In a recent interview with Rick Drennan, the editor of the Mississauga Business Times, I was asked to explain the relevance of innovation to businesses operating in Mississauga. I made the comment that if you are not innovating your business, then someone else is. I suggested that more innovative companies created better solutions, better services, and ultimately better performance.

However, as innovation involves risk and the possibility of failure, Rick asked about attitudes to risk. I suggested that the risk of innovating, should be compared against the risk of not innovating, and that the risk of not innovating could lead your business, however successful, to long-term failure (or acquisition by more innovative companies).

Rick decided to lead the front-page story with the headline “Innovate or Die?” which at first surprised me.
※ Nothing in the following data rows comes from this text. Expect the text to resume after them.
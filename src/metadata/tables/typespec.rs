//! `TypeSpec` table (0x1B) rows, ECMA-335 II.22.39.

use crate::{
    file::io::read_le_at_dyn,
    metadata::{
        tables::{RowReadable, TableId, TableInfoRef},
        token::Token,
    },
    Result,
};

/// A raw `TypeSpec` row (0x1B)
#[derive(Debug, Clone, PartialEq)]
pub struct TypeSpecRaw {
    /// 1-based row index
    pub rid: u32,
    /// Metadata token of the row
    pub token: Token,
    /// `#Blob` index of the type signature
    pub signature: u32,
}

impl RowReadable for TypeSpecRaw {
    const TABLE_ID: TableId = TableId::TypeSpec;

    fn row_read(data: &[u8], offset: &mut usize, rid: u32, sizes: &TableInfoRef) -> Result<Self> {
        Ok(TypeSpecRaw {
            rid,
            token: Token::from_parts(TableId::TypeSpec as u8, rid),
            signature: read_le_at_dyn(data, offset, sizes.is_large_blob())?,
        })
    }

    fn row_size(sizes: &TableInfoRef) -> u32 {
        u32::from(sizes.blob_bytes())
    }
}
However, upon reflection, I began to see parallels with “Eat or Be Eaten” (Phil Porter, 2000), and reflected that in my experience more innovative companies are the usually the acquirer, rather than the acquiree.

The problem is, that while many companies espouse the need for innovation, they struggle to implement innovation, either because they are risk averse, or have processes and systems designed to protect their existing businesses, rather than to innovate their future.

In reality, organizations are designed to achieve a certain level of innovation, and changing this to increase innovation rates can require fundamental changes in the business that can damage the existing business. As a result, I suggest that companies recognize their own limitations and constraints to decide if they simply cannot innovate, are willing to change their internal processes, or can collaborate with third parties who can innovate on their behalf.

We have introduced a new certification course at the University of Toronto, School of Continuing Studies, “The Foundations of Innovation Management” to help companies identify the innovation challenges facing their businesses, and develop appropriate innovation processes to help implement innovation processes.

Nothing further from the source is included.